▸ About this task
Work out how many lines in the data include the string "InsertRows"; reply with that number alone.

▸ Information given

//! Sheet writer: applies compiled [`WriteOp`]s to a backend.
//!
//! Operations run strictly in order with `delay` between consecutive calls
//! to stay under backend rate limits. The first rejected call stops the
//! apply and is reported together with how far it got; nothing is rolled
//! back.

use std::thread::sleep;
use std::time::Duration;

use crate::backend::SheetBackend;
use crate::error::{ApplyProgress, SyncError};
use crate::plan::{RowsKind, WriteOp};

/// Outcome of a fully applied plan.
#[derive(Debug, Clone, Copy, Default, PartialEq, Eq)]
pub struct ApplyReport {
    pub rows_added: usize,
    pub rows_updated: usize,
    pub ops_applied: usize,
}

/// Apply `ops` in order.
///
/// Returns [`SyncError::Backend`] with the progress made so far if any call
/// is rejected.
pub fn apply(
    ops: &[WriteOp],
    sheet: &mut dyn SheetBackend,
    delay: Duration,
) -> Result<ApplyReport, SyncError> {
    let mut progress = ApplyProgress {
        ops_total: ops.len(),
        ..ApplyProgress::default()
    };

    for (i, op) in ops.iter().enumerate() {
        if i > 0 && !delay.is_zero() {
            sleep(delay);
        }

        let result = match op {
            WriteOp::Clear => sheet.clear(),
            WriteOp::InsertRows { at, count } => sheet.insert_rows(*at, *count),
            WriteOp::WriteRows { start, rows, .. } => sheet.write_range(*start, rows),
        };
        if let Err(source) = result {
            tracing::error!(
                "write {} of {} failed after {} rows added, {} rows updated",
                i + 1,
                ops.len(),
                progress.rows_added,
                progress.rows_updated
            );
            return Err(SyncError::Backend { source, progress });
        }

        match op {
            WriteOp::WriteRows {
                start,
                rows,
                kind: RowsKind::Added,
            } => {
                tracing::info!("added {} rows at row {start}", rows.len());
                progress.rows_added += rows.len();
            }
            WriteOp::WriteRows {
                start,
                rows,
                kind: RowsKind::Updated,
            } => {
                tracing::info!("updated {} rows at row {start}", rows.len());
                progress.rows_updated += rows.len();
            }
            WriteOp::InsertRows { at, count } => {
                tracing::debug!("inserted {count} empty rows at row {at}");
            }
            WriteOp::Clear => tracing::debug!("cleared sheet"),
            WriteOp::WriteRows { .. } => tracing::debug!("wrote header"),
        }
        progress.ops_applied += 1;
    }

    Ok(ApplyReport {
        rows_added: progress.rows_added,
        rows_updated: progress.rows_updated,
        ops_applied: progress.ops_applied,
    })
}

▸ Result
2